Tendo velhas contas a ajustar com Machado de Assis desde as críticas desfavoráveis aos seus Cantos do fim do século, Romero encontrou o pretexto em 1882: alegando existir a opinião generalizada de que o poeta e o romancista eram então “legítimos representantes do Naturalismo no Brasil”, escreveu o furibundo panfleto de 50 páginas in-12.º que mandou imprimir nas oficinas da Província de S. Paulo (O Naturalismo em liberatura). Composto em estado de desordem colérica, o panfleto só nos interessa neste momento no que se refere a Luiz Delfino: ridicularizando-o por ser médico e rico, analisa-lhe alguns poemas a fim de demonstrar-lhes a obscuridade ou a verbosidade, para concluir: “não passa de um Leconte de Lisle de dois palmos de altura.”

Daí para ser “o maior poeta do Brasil” na geração de Olavo Bilac e Alberto de Oliveira (que se referiu aos seus “soberbos sonetos”), além de Raimundo Correia, Rodrigo Otávio ou Teófilo Dias a incongruência mais do que evidente derivou de um daqueles rompantes apaixonados e algo esquizofrênicos nele peculiares, explicação lembrada por Lauro Junkes: com o falecimento de Tobias Barreto em 1889, foi apresentado projeto de lei ao Congresso, concedendo à viúva uma pensão de Estado. Aprovado na Câmara, mas encontrando resistência no Senado, Luiz Delfino, então deputado, “pronunciou um dos seus mais inflamados discursos para defendê-lo, elogiando o pensador e jurista Barreto, mas sem referência ao fato de ter sido poeta. Aprovado o projeto, e tendo Sílvio Romero tomando conhecimento da defesa e elogio partidos de Luiz Delfino, alterou radicalmente sua opinião crítica sobre a poesia deste: de poeta medíocre e palavroso, passou a considerá-lo o maior lírico do Brasil” (Luiz Delfino. Poesia completa. I: Sonetos; II: Poemas longos. Org., est. e bibl. por Lauro Junkes. Rev. e atualização lingüística Terezinha Kuhn Junkes. Florianópolis: ACL. 2001).

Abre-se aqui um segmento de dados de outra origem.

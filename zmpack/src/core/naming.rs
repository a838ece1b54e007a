//! Deterministic names derived from the run timestamp.

use std::path::{Path, PathBuf};

use chrono::{Datelike, NaiveDateTime, Timelike};

/// Render the run timestamp: unpadded year, then two-digit month, day, hour,
/// minute and second, without separators.
pub fn format_timestamp(at: NaiveDateTime) -> String {
    format!(
        "{}{:02}{:02}{:02}{:02}{:02}",
        at.year(),
        at.month(),
        at.day(),
        at.hour(),
        at.minute(),
        at.second()
    )
}

/// Directory name for the staging area: `{name}-{timestamp}`.
pub fn staging_dir_name(name: &str, timestamp: &str) -> String {
    format!("{name}-{timestamp}")
}

/// Archive file name: `{name}.{timestamp}.zip`.
pub fn archive_file_name(name: &str, timestamp: &str) -> String {
    format!("{name}.{timestamp}.zip")
}

/// Full archive path under `target_dir`.
pub fn archive_path(target_dir: &Path, name: &str, timestamp: &str) -> PathBuf {
    target_dir.join(archive_file_name(name, timestamp))
}
//! Pack configuration stored in `zmpack.json` at the project root.

use std::fs;
use std::path::{Path, PathBuf};

use anyhow::{Context, Result};
use jsonschema::Draft;
use serde::{Deserialize, Serialize};
use serde_json::Value;
use tracing::{debug, warn};

use crate::core::invariants::{duplicate_files, validate_invariants};
use crate::core::types::{Action, Stage};
use crate::error::PackError;

/// Default config file name, looked up in the project root.
pub const CONFIG_FILE_NAME: &str = "zmpack.json";

const V1_SCHEMA: &str = include_str!("../../../schemas/zmpack/v1.schema.json");

/// Pack configuration (JSON).
///
/// Loaded once per run and never mutated. Action lists are optional and
/// default to empty.
#[derive(Debug, Clone, Serialize, Deserialize, PartialEq, Eq)]
#[serde(rename_all = "camelCase")]
pub struct PackConfig {
    /// Project name, used in the staging directory and archive file names.
    pub name: String,

    /// Directory the archive is written to. Relative paths resolve against the
    /// project root.
    pub target_path: String,

    #[serde(default)]
    pub copy_before: Vec<Action>,

    #[serde(default)]
    pub copy_after: Vec<Action>,

    /// Files and directories copied from the project root into staging.
    pub files: Vec<String>,

    #[serde(default)]
    pub pack_before: Vec<Action>,

    #[serde(default)]
    pub pack_after: Vec<Action>,
}

impl PackConfig {
    /// Starter config written by `zmpack init`.
    pub fn starter(name: impl Into<String>) -> Self {
        Self {
            name: name.into(),
            target_path: "dist".to_string(),
            copy_before: Vec::new(),
            copy_after: Vec::new(),
            files: Vec::new(),
            pack_before: Vec::new(),
            pack_after: Vec::new(),
        }
    }

    /// Action list for an action stage. `Copy` and `Pack` carry none.
    pub fn actions(&self, stage: Stage) -> &[Action] {
        match stage {
            Stage::CopyBefore => self.copy_before.as_slice(),
            Stage::CopyAfter => self.copy_after.as_slice(),
            Stage::PackBefore => self.pack_before.as_slice(),
            Stage::PackAfter => self.pack_after.as_slice(),
            Stage::Copy | Stage::Pack => &[],
        }
    }

    /// Archive directory resolved against `project_root`.
    pub fn target_dir(&self, project_root: &Path) -> PathBuf {
        project_root.join(&self.target_path)
    }

    pub fn validate(&self) -> Vec<String> {
        let mut errors = validate_invariants(&self.name, &self.files);
        if self.target_path.trim().is_empty() {
            errors.push("targetPath must be non-empty".to_string());
        }
        errors
    }
}

/// Load and validate config from a JSON file.
///
/// A missing file is [`PackError::ConfigMissing`]; schema, action-decode, and
/// semantic failures are collected into [`PackError::ConfigInvalid`].
pub fn load_config(path: &Path) -> Result<PackConfig> {
    if !path.exists() {
        return Err(PackError::ConfigMissing {
            path: path.to_path_buf(),
        }
        .into());
    }
    let contents = fs::read_to_string(path).with_context(|| format!("read {}", path.display()))?;
    let cfg = parse_config(&contents).map_err(|errors| PackError::ConfigInvalid {
        path: path.to_path_buf(),
        errors,
    })?;
    for file in duplicate_files(&cfg.files) {
        warn!(path = %path.display(), file, "files lists an entry more than once");
    }
    debug!(
        path = %path.display(),
        name = %cfg.name,
        files = cfg.files.len(),
        "config loaded"
    );
    Ok(cfg)
}

/// Parse config text, returning every violation found.
pub fn parse_config(contents: &str) -> std::result::Result<PackConfig, Vec<String>> {
    let json: Value =
        serde_json::from_str(contents).map_err(|err| vec![format!("parse json: {err}")])?;
    validate_schema(&json)?;
    let cfg: PackConfig =
        serde_json::from_value(json).map_err(|err| vec![format!("decode config: {err}")])?;
    let errors = cfg.validate();
    if !errors.is_empty() {
        return Err(errors);
    }
    Ok(cfg)
}

/// Serialize `cfg` to pretty-printed JSON with trailing newline.
pub fn write_config(path: &Path, cfg: &PackConfig) -> Result<()> {
    let mut payload = serde_json::to_string_pretty(cfg).context("serialize config json")?;
    payload.push('\n');
    fs::write(path, payload).with_context(|| format!("write {}", path.display()))?;
    Ok(())
}

/// Validate JSON instance against the embedded config schema (Draft 2020-12).
fn validate_schema(instance: &Value) -> std::result::Result<(), Vec<String>> {
    let schema: Value = serde_json::from_str(V1_SCHEMA)
        .map_err(|err| vec![format!("parse embedded schema: {err}")])?;
    let compiled = jsonschema::options()
        .with_draft(Draft::Draft202012)
        .build(&schema)
        .map_err(|err| vec![format!("compile json schema: {err}")])?;
    let messages: Vec<String> = compiled
        .iter_errors(instance)
        .map(|err| err.to_string())
        .collect();
    if !messages.is_empty() {
        return Err(messages);
    }
    Ok(())
}
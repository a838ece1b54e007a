//! Recursive copy and delete primitives.
//!
//! Entry kinds are read without following symlinks: a symlink is neither a
//! file nor a directory. Copy warns and skips such entries at every depth;
//! delete refuses them with [`PackError::UnsupportedEntryKind`].

use std::fs;
use std::ops::AddAssign;
use std::path::Path;

use anyhow::{Context, Result};
use tracing::{debug, warn};

use crate::error::PackError;

/// Kind of a filesystem entry, as far as the pipeline cares.
#[derive(Debug, Clone, Copy, PartialEq, Eq)]
pub enum EntryKind {
    File,
    Dir,
    Other,
}

impl From<fs::FileType> for EntryKind {
    fn from(file_type: fs::FileType) -> Self {
        if file_type.is_file() {
            EntryKind::File
        } else if file_type.is_dir() {
            EntryKind::Dir
        } else {
            EntryKind::Other
        }
    }
}

/// Counts of entries touched by [`copy_tree`].
#[derive(Debug, Clone, Copy, Default, PartialEq, Eq)]
pub struct CopySummary {
    pub files: usize,
    pub dirs: usize,
    pub skipped: usize,
}

impl AddAssign for CopySummary {
    fn add_assign(&mut self, other: Self) {
        self.files += other.files;
        self.dirs += other.dirs;
        self.skipped += other.skipped;
    }
}

/// True if anything exists at `path`, including dangling symlinks. Never errors.
pub fn exists(path: &Path) -> bool {
    fs::symlink_metadata(path).is_ok()
}

/// Kind of the entry at `path`, or `None` if nothing is there.
pub fn entry_kind(path: &Path) -> Option<EntryKind> {
    fs::symlink_metadata(path)
        .ok()
        .map(|meta| EntryKind::from(meta.file_type()))
}

/// Mirror `source` into `target`.
///
/// `target` is created with a single-level create if missing. Files are
/// byte-copied over any existing file; directories recurse. Entries already in
/// `target` that have no counterpart in `source` are left alone.
pub fn copy_tree(source: &Path, target: &Path) -> Result<CopySummary> {
    let mut summary = CopySummary::default();
    if !exists(target) {
        fs::create_dir(target).with_context(|| format!("create {}", target.display()))?;
    }
    summary.dirs += 1;

    for entry in fs::read_dir(source).with_context(|| format!("read {}", source.display()))? {
        let entry = entry.with_context(|| format!("read entry in {}", source.display()))?;
        let from = entry.path();
        let to = target.join(entry.file_name());
        let file_type = entry
            .file_type()
            .with_context(|| format!("stat {}", from.display()))?;
        match EntryKind::from(file_type) {
            EntryKind::File => {
                fs::copy(&from, &to)
                    .with_context(|| format!("copy {} to {}", from.display(), to.display()))?;
                summary.files += 1;
            }
            EntryKind::Dir => summary += copy_tree(&from, &to)?,
            EntryKind::Other => {
                warn!(path = %from.display(), "skipping entry that is neither file nor directory");
                summary.skipped += 1;
            }
        }
    }

    debug!(
        source = %source.display(),
        target = %target.display(),
        files = summary.files,
        dirs = summary.dirs,
        "copied tree"
    );
    Ok(summary)
}

/// Delete every file and subdirectory below `path`, then `path` itself.
///
/// Fails with [`PackError::UnsupportedEntryKind`] on the first entry that is
/// neither file nor directory; entries removed before that stay removed.
pub fn remove_tree_recursive(path: &Path) -> Result<()> {
    for entry in fs::read_dir(path).with_context(|| format!("read {}", path.display()))? {
        let entry = entry.with_context(|| format!("read entry in {}", path.display()))?;
        let child = entry.path();
        let file_type = entry
            .file_type()
            .with_context(|| format!("stat {}", child.display()))?;
        match EntryKind::from(file_type) {
            EntryKind::File => {
                fs::remove_file(&child).with_context(|| format!("remove {}", child.display()))?;
            }
            EntryKind::Dir => remove_tree_recursive(&child)?,
            EntryKind::Other => {
                return Err(PackError::UnsupportedEntryKind { path: child }.into());
            }
        }
    }
    fs::remove_dir(path).with_context(|| format!("remove {}", path.display()))?;
    Ok(())
}

#[cfg(test)]
mod tests {
    use super::*;

    fn write(path: &Path, contents: &str) {
        if let Some(parent) = path.parent() {
            fs::create_dir_all(parent).expect("create parent");
        }
        fs::write(path, contents).expect("write file");
    }

    #[test]
    fn exists_is_false_for_missing_paths() {
        let temp = tempfile::tempdir().expect("tempdir");
        assert!(exists(temp.path()));
        assert!(!exists(&temp.path().join("nope")));
        assert_eq!(entry_kind(&temp.path().join("nope")), None);
        assert_eq!(entry_kind(temp.path()), Some(EntryKind::Dir));
    }

    #[test]
    fn copy_tree_mirrors_nested_entries() {
        let temp = tempfile::tempdir().expect("tempdir");
        let source = temp.path().join("src");
        write(&source.join("a.txt"), "a");
        write(&source.join("deep/b.txt"), "b");
        fs::create_dir_all(source.join("empty")).expect("empty dir");
        let target = temp.path().join("dst");

        let summary = copy_tree(&source, &target).expect("copy");

        assert_eq!(fs::read_to_string(target.join("a.txt")).expect("a"), "a");
        assert_eq!(fs::read_to_string(target.join("deep/b.txt")).expect("b"), "b");
        assert!(target.join("empty").is_dir());
        assert_eq!(summary.files, 2);
        assert_eq!(summary.dirs, 3);
    }

    #[test]
    fn copy_tree_is_idempotent_and_cumulative() {
        let temp = tempfile::tempdir().expect("tempdir");
        let source = temp.path().join("src");
        let target = temp.path().join("dst");
        write(&source.join("a.txt"), "one");
        write(&target.join("keep.txt"), "keep");

        copy_tree(&source, &target).expect("first copy");
        copy_tree(&source, &target).expect("second copy");
        assert_eq!(fs::read_to_string(target.join("a.txt")).expect("a"), "one");

        write(&source.join("a.txt"), "two");
        write(&source.join("new.txt"), "new");
        copy_tree(&source, &target).expect("third copy");

        assert_eq!(fs::read_to_string(target.join("a.txt")).expect("a"), "two");
        assert_eq!(fs::read_to_string(target.join("new.txt")).expect("new"), "new");
        assert_eq!(fs::read_to_string(target.join("keep.txt")).expect("keep"), "keep");
    }

    #[test]
    fn copy_tree_does_not_create_missing_ancestors() {
        let temp = tempfile::tempdir().expect("tempdir");
        let source = temp.path().join("src");
        write(&source.join("a.txt"), "a");

        let err = copy_tree(&source, &temp.path().join("x/y/z")).unwrap_err();
        assert!(err.to_string().contains("create"));
    }

    #[test]
    fn remove_tree_recursive_leaves_siblings() {
        let temp = tempfile::tempdir().expect("tempdir");
        let doomed = temp.path().join("doomed");
        write(&doomed.join("a.txt"), "a");
        write(&doomed.join("deep/deeper/b.txt"), "b");
        write(&temp.path().join("sibling.txt"), "s");

        remove_tree_recursive(&doomed).expect("remove");

        assert!(!exists(&doomed));
        assert!(exists(&temp.path().join("sibling.txt")));
    }

    #[cfg(unix)]
    #[test]
    fn symlinks_are_skipped_on_copy_and_refused_on_delete() {
        let temp = tempfile::tempdir().expect("tempdir");
        let source = temp.path().join("src");
        write(&source.join("real.txt"), "r");
        std::os::unix::fs::symlink(source.join("real.txt"), source.join("link.txt"))
            .expect("symlink");
        let target = temp.path().join("dst");

        let summary = copy_tree(&source, &target).expect("copy");
        assert_eq!(summary.skipped, 1);
        assert!(!exists(&target.join("link.txt")));

        let err = remove_tree_recursive(&source).unwrap_err();
        assert!(matches!(
            err.downcast_ref::<PackError>(),
            Some(PackError::UnsupportedEntryKind { .. })
        ));
    }
}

Pode-se lamentar que esta edição inverta a ordem natural de leitura num poeta cuja biografia literária vai da sensibilidade e das técnicas românticas para o novo código parnasiano. Se o soneto, de fato, foi a forma por assim dizer espontânea e predileta do Parnasianismo, era no poema longo que os românticos se sentiam mais à vontade, o poema de graves harmônicas místicas, sociais, filosóficas, históricas ou políticas. As “idéias novas” passavam para a temática poética, como, por exemplo, o poema “Solemnia verba”, dedicado por Luiz Delfino à Espanha, em 1879, ou, no ano seguinte. “A morte do Legendário – o Marquês de Herval”: “Montado em seu ginete de batalha, / Ele impunha terror mesmo à metralha […].”

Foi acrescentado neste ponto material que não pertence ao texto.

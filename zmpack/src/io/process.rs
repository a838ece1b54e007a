//! Helpers for running child processes with bounded output and an optional timeout.

use std::io::Read;
use std::process::{Command, ExitStatus, Stdio};
use std::sync::mpsc::{self, Receiver, RecvTimeoutError};
use std::thread;
use std::time::{Duration, Instant};

use anyhow::{Context, Result, anyhow};
use tracing::{debug, error, instrument, warn};
use wait_timeout::ChildExt;

/// Captured child process output.
#[derive(Debug)]
pub struct CommandOutput {
    pub status: ExitStatus,
    pub stdout: Vec<u8>,
    pub stderr: Vec<u8>,
    pub stdout_truncated: usize,
    pub stderr_truncated: usize,
    pub timed_out: bool,
}

/// How long reader threads may keep draining after a timed-out child is killed.
///
/// Processes started by the child inherit its pipes and can hold them open
/// past the kill; their remaining output is abandoned once this elapses.
pub const KILL_DRAIN_GRACE: Duration = Duration::from_millis(500);

type StreamResult = Result<(Vec<u8>, usize)>;

impl CommandOutput {
    pub fn success(&self) -> bool {
        !self.timed_out && self.status.success()
    }

    pub fn stdout_lossy(&self) -> String {
        String::from_utf8_lossy(&self.stdout).into_owned()
    }

    pub fn stderr_lossy(&self) -> String {
        String::from_utf8_lossy(&self.stderr).into_owned()
    }
}

/// Run a command and capture stdout/stderr without risking pipe deadlocks.
///
/// Output is read concurrently while the child runs. `output_limit_bytes` bounds the amount of
/// stdout/stderr stored in memory (bytes beyond this are discarded while still draining the pipe).
/// With `timeout: None` the call waits for the child indefinitely. On timeout the child is
/// killed and output collection stops after [`KILL_DRAIN_GRACE`], even if descendants of the
/// child still hold the pipes open.
#[instrument(skip_all, fields(timeout_secs = timeout.map(|t| t.as_secs()), output_limit_bytes))]
pub fn run_command(
    mut cmd: Command,
    timeout: Option<Duration>,
    output_limit_bytes: usize,
) -> Result<CommandOutput> {
    cmd.stdin(Stdio::null());
    cmd.stdout(Stdio::piped()).stderr(Stdio::piped());

    debug!("spawning child process");
    let mut child = match cmd.spawn() {
        Ok(c) => c,
        Err(e) => {
            error!(err = %e, "failed to spawn command");
            return Err(e).context("spawn command");
        }
    };

    let stdout = child
        .stdout
        .take()
        .ok_or_else(|| anyhow!("stdout was not piped"))?;
    let stderr = child
        .stderr
        .take()
        .ok_or_else(|| anyhow!("stderr was not piped"))?;

    let stdout_rx = spawn_reader(stdout, output_limit_bytes);
    let stderr_rx = spawn_reader(stderr, output_limit_bytes);

    let mut timed_out = false;
    let status = match timeout {
        None => child.wait().context("wait for command")?,
        Some(limit) => match child.wait_timeout(limit).context("wait for command")? {
            Some(status) => status,
            None => {
                warn!(timeout_secs = limit.as_secs(), "command timed out, killing");
                timed_out = true;
                child.kill().context("kill command")?;
                child.wait().context("wait command after kill")?
            }
        },
    };

    let deadline = timed_out.then(|| Instant::now() + KILL_DRAIN_GRACE);
    let (stdout, stdout_truncated) = collect_output(&stdout_rx, deadline).context("join stdout")?;
    let (stderr, stderr_truncated) = collect_output(&stderr_rx, deadline).context("join stderr")?;

    if stdout_truncated > 0 || stderr_truncated > 0 {
        warn!(stdout_truncated, stderr_truncated, "output truncated");
    }

    debug!(exit_code = ?status.code(), timed_out, "command finished");
    Ok(CommandOutput {
        status,
        stdout,
        stderr,
        stdout_truncated,
        stderr_truncated,
        timed_out,
    })
}

fn spawn_reader<R: Read + Send + 'static>(reader: R, limit: usize) -> Receiver<StreamResult> {
    let (tx, rx) = mpsc::channel();
    thread::spawn(move || {
        // The receiver is gone only if collection was abandoned.
        let _ = tx.send(read_stream_limited(reader, limit));
    });
    rx
}

/// Wait for a reader thread's result, giving up at `deadline` if one is set.
fn collect_output(rx: &Receiver<StreamResult>, deadline: Option<Instant>) -> StreamResult {
    let Some(deadline) = deadline else {
        return rx.recv().map_err(|_| anyhow!("output reader thread panicked"))?;
    };
    match rx.recv_timeout(deadline.saturating_duration_since(Instant::now())) {
        Ok(result) => result,
        Err(RecvTimeoutError::Timeout) => {
            warn!("output pipe still held open after kill, abandoning remaining output");
            Ok((Vec::new(), 0))
        }
        Err(RecvTimeoutError::Disconnected) => Err(anyhow!("output reader thread panicked")),
    }
}

fn read_stream_limited<R: Read>(mut reader: R, limit: usize) -> Result<(Vec<u8>, usize)> {
    let mut buf = Vec::new();
    let mut truncated = 0usize;
    let mut chunk = [0u8; 8192];

    loop {
        let n = reader.read(&mut chunk).context("read output")?;
        if n == 0 {
            break;
        }
        let remaining = limit.saturating_sub(buf.len());
        if remaining > 0 {
            let keep = n.min(remaining);
            buf.extend_from_slice(&chunk[..keep]);
            truncated += n.saturating_sub(keep);
        } else {
            truncated += n;
        }
    }

    Ok((buf, truncated))
}
//! Zip a directory tree into a single archive.
//!
//! Entries are stored relative to the source directory, so its contents sit at
//! the archive root. Directories get their own entries so empty directories
//! survive a round trip.

use std::fs::{self, File};
use std::io::{self, BufWriter};
use std::path::Path;

use anyhow::{Context, Result};
use tracing::{debug, info, instrument, warn};
use walkdir::WalkDir;
use zip::CompressionMethod;
use zip::result::ZipError;
use zip::write::{FileOptions, ZipWriter};

use crate::core::path::entry_name;
use crate::error::PackError;

/// Deflate level used for archives; favours speed over ratio.
pub const FAST_COMPRESSION_LEVEL: i64 = 1;

/// What ended up in an archive.
#[derive(Debug, Clone, Copy, Default, PartialEq, Eq)]
pub struct ArchiveSummary {
    pub files: usize,
    pub dirs: usize,
    /// Entries that were neither file nor directory.
    pub skipped: usize,
    /// Size of the finished archive on disk.
    pub bytes: u64,
}

/// Write every entry below `source` into a new zip file at `target`.
///
/// Any failure is reported as [`PackError::Archive`]; a partially written
/// `target` may be left behind.
#[instrument(skip_all, fields(source = %source.display(), target = %target.display()))]
pub fn zip_directory(source: &Path, target: &Path) -> Result<ArchiveSummary> {
    let mut summary = write_archive(source, target)
        .map_err(PackError::Archive)
        .with_context(|| format!("archive {}", source.display()))?;
    summary.bytes = fs::metadata(target)
        .with_context(|| format!("stat {}", target.display()))?
        .len();

    info!(
        files = summary.files,
        dirs = summary.dirs,
        bytes = summary.bytes,
        "archive written"
    );
    Ok(summary)
}

fn write_archive(source: &Path, target: &Path) -> Result<ArchiveSummary, ZipError> {
    let file = File::create(target)?;
    let mut zip = ZipWriter::new(BufWriter::new(file));
    let options: FileOptions<'_, ()> = FileOptions::default()
        .compression_method(CompressionMethod::Deflated)
        .compression_level(Some(FAST_COMPRESSION_LEVEL));

    let mut summary = ArchiveSummary::default();
    let walker = WalkDir::new(source)
        .min_depth(1)
        .follow_links(false)
        .sort_by_file_name();

    for entry in walker {
        let entry = entry.map_err(io::Error::from)?;
        let relative = entry
            .path()
            .strip_prefix(source)
            .map_err(|err| io::Error::new(io::ErrorKind::InvalidInput, err))?;
        let Some(name) = entry_name(relative) else {
            warn!(path = %entry.path().display(), "skipping entry without a usable name");
            summary.skipped += 1;
            continue;
        };
        let file_type = entry.file_type();
        let entry_options = options.unix_permissions(permissions(&entry)?);

        if file_type.is_dir() {
            zip.add_directory(name.as_str(), entry_options)?;
            summary.dirs += 1;
        } else if file_type.is_file() {
            zip.start_file(name.as_str(), entry_options)?;
            let mut input = File::open(entry.path())?;
            io::copy(&mut input, &mut zip)?;
            summary.files += 1;
        } else {
            warn!(path = %entry.path().display(), "skipping entry that is neither file nor directory");
            summary.skipped += 1;
            continue;
        }
        debug!(entry = %name, "added entry");
    }

    zip.finish()?;
    Ok(summary)
}

#[cfg(unix)]
fn permissions(entry: &walkdir::DirEntry) -> io::Result<u32> {
    use std::os::unix::fs::PermissionsExt;
    Ok(entry.metadata().map_err(io::Error::from)?.permissions().mode() & 0o7777)
}

#[cfg(not(unix))]
fn permissions(entry: &walkdir::DirEntry) -> io::Result<u32> {
    Ok(if entry.file_type().is_dir() { 0o755 } else { 0o644 })
}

Em 1884, refletindo outro clima social, divulgou alguns poemas abolicionistas, como “À arena”, “À Nação’ e “In excelsis”, em que é, talvez, menos dramático e eloqüente do que Castro Alves: “Eu sou a musa nova, a musa da esperança. […] Vem de lá uma voz, que clama: ó mocidade, / Semear a ciência é ter a liberdade”. Contudo, tanto nos poemas longos quanto nos sonetos, ele se entregava à facilidade e ao descuido, como em “Fiat libertas”, inspirado pelo 13 de maio: “Ao ver que não há mais na pátria um só escravo… / Ouço o rumor de um bravo”. No soneto “Tela apagada”, escreve que em agosto do ano anterior havia “mais calor, menos frio”; em outro, refere-se à mulher amada “enfiando uma idéia noutra idéia”; mais grave é o ridículo da expressão infeliz: “E tudo que ela encerra, e nela abunda, / se esconde […]”, encadeamento constrangedor, se jamais houve algum, apesar da vírgula salvadora.

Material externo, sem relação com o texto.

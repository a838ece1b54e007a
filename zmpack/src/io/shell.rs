//! Shell abstraction for `command` actions.
//!
//! The [`Shell`] trait decouples the action runner from process spawning so
//! tests can record or script command results. [`SystemShell`] runs the line
//! through `sh -c` (or `cmd /C` on Windows).

use std::path::PathBuf;
use std::process::Command;
use std::time::Duration;

use anyhow::{Context, Result};
use tracing::{debug, instrument};

use crate::io::process::{CommandOutput, run_command};

pub const DEFAULT_OUTPUT_LIMIT_BYTES: usize = 1_000_000;

/// Parameters for one shell invocation.
#[derive(Debug, Clone)]
pub struct ShellRequest {
    /// Working directory for the child process.
    pub workdir: PathBuf,
    /// Command line handed verbatim to the shell.
    pub command_line: String,
    /// Kill the command after this long. `None` waits indefinitely.
    pub timeout: Option<Duration>,
    /// Truncate captured stdout/stderr beyond this many bytes.
    pub output_limit_bytes: usize,
}

pub trait Shell {
    fn run(&self, request: &ShellRequest) -> Result<CommandOutput>;
}

/// Shell backed by the platform command interpreter.
pub struct SystemShell;

impl Shell for SystemShell {
    #[instrument(skip_all, fields(workdir = %request.workdir.display()))]
    fn run(&self, request: &ShellRequest) -> Result<CommandOutput> {
        debug!(command = %request.command_line, "running shell command");
        let mut cmd = shell_command(&request.command_line);
        cmd.current_dir(&request.workdir);
        run_command(cmd, request.timeout, request.output_limit_bytes)
            .with_context(|| format!("run `{}`", request.command_line))
    }
}

#[cfg(unix)]
fn shell_command(line: &str) -> Command {
    let mut cmd = Command::new("sh");
    cmd.arg("-c").arg(line);
    cmd
}

#[cfg(windows)]
fn shell_command(line: &str) -> Command {
    let mut cmd = Command::new("cmd");
    cmd.arg("/C").arg(line);
    cmd
}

Até a gramática acaba contundida nessa produção desenfreada. Querendo dizer que fugia de uma admiradora, escreve: “vai fugi-la”, incidindo mais uma vez nas regras de regência. Em outro soneto (“O nariz”), deve-se ler que Cellini “pule”, e não “pole”, o marfim novo (verbo polir); da mesma forma, “todos a fogem”, escreve o poeta a respeito da serpente, desejando certamente dizer: “todos lhe fogem”. No impulso do artifício gratuito, ele descreve todas as partes do corpo feminino (quase todas…), numa série sistemática de sonetos: o cabelo, a fronte, os seios, o cotovelo e assim por diante, e mesmo a “unha do dedo mínimo do pé”, terminando numa tragédia de boneca: “Mas esta unha, num dedo escuso, é certo, / Roça-te a carne, um nada, aos pés… desperto / Logo, logo o teu sangue – às armas – grita”.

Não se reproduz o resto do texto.